The Chula Vista City Council last week submitted a proposed general fund budget of $249 million to pay for its day-to-day operations in the 2022-23 fiscal year, which comes into effect in July.

Preliminary numbers show the city will spend about $31 million more than its current spending, which city council approved in May at $218 million. The budget is expected to be balanced, however, as the city also plans to raise an equal amount of revenue.
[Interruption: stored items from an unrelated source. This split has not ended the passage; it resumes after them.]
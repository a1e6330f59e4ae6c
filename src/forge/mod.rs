//! The `GitApi` contract and its vendor adapters.
//!
//! All hosting-provider interaction (GitHub, GitLab, Bitbucket) goes through
//! the `GitApi` trait. Callers never import vendor-specific types directly;
//! they build a [`GitProvider`] once and talk to the trait from then on.

pub mod base;
pub mod bitbucket;
pub mod events;
pub mod github;
pub mod gitlab;
pub mod provider;
pub mod transport;

use miette::Diagnostic;
use thiserror::Error;

pub use self::events::GitEvent;
pub use self::events::GitHeader;
pub use self::events::WebhookEventMap;
pub use self::provider::GitProvider;
pub use self::provider::ProviderKind;

/// Errors from hosting-provider operations.
#[derive(Debug, Error, Diagnostic)]
pub enum GitApiError {
    /// The selected provider does not support this operation.
    #[error("{operation} is not implemented for {provider}")]
    NotImplemented {
        provider: &'static str,
        operation: &'static str,
    },

    /// Webhook creation found a hook with the same URL already registered.
    #[error("webhook already exists")]
    #[diagnostic(help("The repository is already wired up; this is usually safe to ignore"))]
    WebhookAlreadyExists,

    /// Any other webhook creation failure.
    #[error("failed to create webhook")]
    UnknownWebhook {
        #[source]
        source: Box<GitApiError>,
    },

    /// The vendor API answered with a non-success status.
    #[error("API error ({status}): {message}")]
    Api {
        status: http::StatusCode,
        message: String,
        body: String,
        /// Seconds from the `Retry-After` header, when the vendor sent one.
        retry_after: Option<u64>,
    },

    #[error("request failed: {0}")]
    Transport(#[from] reqwest::Error),

    #[error("unexpected response body: {0}")]
    Json(#[from] serde_json::Error),

    #[error("failed to decode file contents: {0}")]
    Decode(#[from] base64::DecodeError),

    #[error("repository reports no default branch")]
    NoDefaultBranch,

    #[error("{provider} needs a host in the repository config")]
    #[diagnostic(help("Pass the server host name, e.g. `github.example.com`"))]
    MissingHost { provider: &'static str },

    #[error("no webhook url or jenkins url given")]
    #[diagnostic(help("Set either a webhook url or a jenkins url plus job name"))]
    MissingWebhookUrl,

    #[error("not a valid jenkins url: {url}")]
    InvalidJenkinsUrl { url: String },
}

/// A file entry, forge-agnostic.
///
/// `url` is returned by some vendors pre-built (absolute, sometimes
/// pre-authorized) and must be used as-is when present. Descriptors are only
/// meaningful to the adapter that produced them.
#[derive(Debug, Clone, PartialEq, Eq)]
pub struct FileDescriptor {
    pub path: String,
    pub url: Option<String>,
}

/// A pull request snapshot, forge-agnostic.
#[derive(Debug, Clone, PartialEq, Eq)]
pub struct PullRequest {
    pub pull_number: u64,
    pub source_branch: String,
    pub target_branch: String,
}

/// Parameters for creating a pull request.
#[derive(Debug, Clone, Default)]
pub struct CreatePullRequestOptions {
    pub title: String,
    pub source_branch: String,
    pub target_branch: String,
    pub maintainer_can_modify: bool,
    pub draft: bool,
}

/// Parameters for merging a pull request.
#[derive(Debug, Clone)]
pub struct MergePullRequestOptions {
    pub pull_number: u64,
    pub title: String,
    pub message: String,
    /// Vendor merge strategy token (`merge`, `squash`, `rebase`, ...), passed
    /// through uninterpreted.
    pub method: String,
}

/// Parameters for registering a webhook.
///
/// `webhook_url` always wins. Otherwise each adapter derives the hook URL from
/// the Jenkins fields in its own way.
#[derive(Debug, Clone, Default)]
pub struct CreateWebhookOptions {
    pub webhook_url: Option<String>,
    pub jenkins_url: Option<String>,
    pub jenkins_user: Option<String>,
    pub jenkins_password: Option<String>,
    pub job_name: Option<String>,
}

/// Trait for interacting with a Git hosting provider.
///
/// All methods return forge-agnostic types. Implementations handle the
/// translation to/from vendor-specific APIs. Implementations hold no mutable
/// state, so one instance can serve concurrent calls.
pub trait GitApi: Send + Sync {
    /// Vendor API root for this repository. Pure function of the config.
    fn base_url(&self) -> String;

    /// List file (not directory) entries at the root of the configured
    /// branch. Only the vendor's first page is returned.
    fn list_files(
        &self,
    ) -> impl std::future::Future<Output = Result<Vec<FileDescriptor>, GitApiError>> + Send;

    /// Fetch the decoded contents of a file.
    fn get_file_contents(
        &self,
        file: &FileDescriptor,
    ) -> impl std::future::Future<Output = Result<Vec<u8>, GitApiError>> + Send;

    /// Get the repository's default branch name.
    fn get_default_branch(
        &self,
    ) -> impl std::future::Future<Output = Result<String, GitApiError>> + Send;

    /// Get a pull request by number.
    fn get_pull_request(
        &self,
        pull_number: u64,
    ) -> impl std::future::Future<Output = Result<PullRequest, GitApiError>> + Send;

    /// Create a new pull request.
    fn create_pull_request(
        &self,
        options: CreatePullRequestOptions,
    ) -> impl std::future::Future<Output = Result<PullRequest, GitApiError>> + Send;

    /// Merge a pull request, returning the vendor's status message.
    fn merge_pull_request(
        &self,
        options: MergePullRequestOptions,
    ) -> impl std::future::Future<Output = Result<String, GitApiError>> + Send;

    /// Bring a pull request's branch up to date with its base, returning the
    /// vendor's status message.
    fn update_pull_request_branch(
        &self,
        pull_number: u64,
    ) -> impl std::future::Future<Output = Result<String, GitApiError>> + Send;

    /// Register a push webhook, returning the created hook id.
    fn create_webhook(
        &self,
        options: CreateWebhookOptions,
    ) -> impl std::future::Future<Output = Result<String, GitApiError>> + Send;

    /// The ref this adapter expects in inbound push payloads for the
    /// configured branch.
    fn git_ref(&self) -> String;

    /// Static webhook naming and payload path table for this vendor.
    fn events(&self) -> &'static WebhookEventMap;

    fn ref_path(&self) -> &'static str {
        self.events().ref_path
    }

    fn revision_path(&self) -> &'static str {
        self.events().revision_path
    }

    fn repository_url_path(&self) -> &'static str {
        self.events().repository_url_path
    }

    fn repository_name_path(&self) -> &'static str {
        self.events().repository_name_path
    }

    /// Vendor header name for a canonical header.
    fn header(&self, header: GitHeader) -> &'static str {
        self.events().header(header)
    }

    /// Vendor event name for a canonical event.
    fn event_name(&self, event: GitEvent) -> &'static str {
        self.events().event_name(event)
    }
}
Its biggest expenses are personnel costs, which are expected to increase by $4.7 million from the current year to a total of $103 million, according to the proposed budget. Most of the increase in expenditure under staff costs is budgeted for salary increases. The city plans to pay an additional $5.3 million for salaries. Health insurance, pension expenses, city liability insurance and utility costs also drove up his expenses.

The city also expects to have a total of $3 million, or $1.3 million more than the current year, in savings directly related to vacancies, said Ed Prendell, director of budget for the department of city ​​finances.

“One of the things we experience, like most employers, is that we have difficulty filling vacancies. For the fiscal year (2023), we anticipate that will be a challenge,” Prendell said.

Although spending is expected to increase, so is the city’s revenue.

Chula Vista Budget Officer Ed Prendell delivers a presentation on the 2022-23 proposed budget on April 20, 2022.

(Tammy Murga/ The San Diego Union-Tribune)

Most of the revenue from the proposed $249 million is expected to come from sales taxes from Measures A and P, which are expected to raise about $26 million each, or $6 million more than the current budget.

Measure P, which voters passed in 2016, is the half-cent infrastructure sales tax, and measure A, which voters passed in 2018, is the half-cent sales tax to support public safety personnel.

Chula Vista’s property taxes – its biggest source of revenue – are expected to bring in about $1.4 million more, for a total of $41 million. Its second revenue stream, sales tax, is expected to bring in $44 million, an increase of $4 million.

While revenue projections are based on assumptions, “we’re very conservative in our approach,” Prendell said.

“We believe property tax will continue to rise,” he said, adding that sales tax increases have been driven primarily by online sales and he credits this trend as “one of the benefits of the pandemic”.

According to the proposed budget, other sources of revenue include a $1.6 million increase in franchise royalty revenue and $13 million in transfers coming directly from federal stimulus funding.

The city is expected to provide further consideration of the proposed budget at a May 10 council meeting. The city council will consider adopting it on May 24.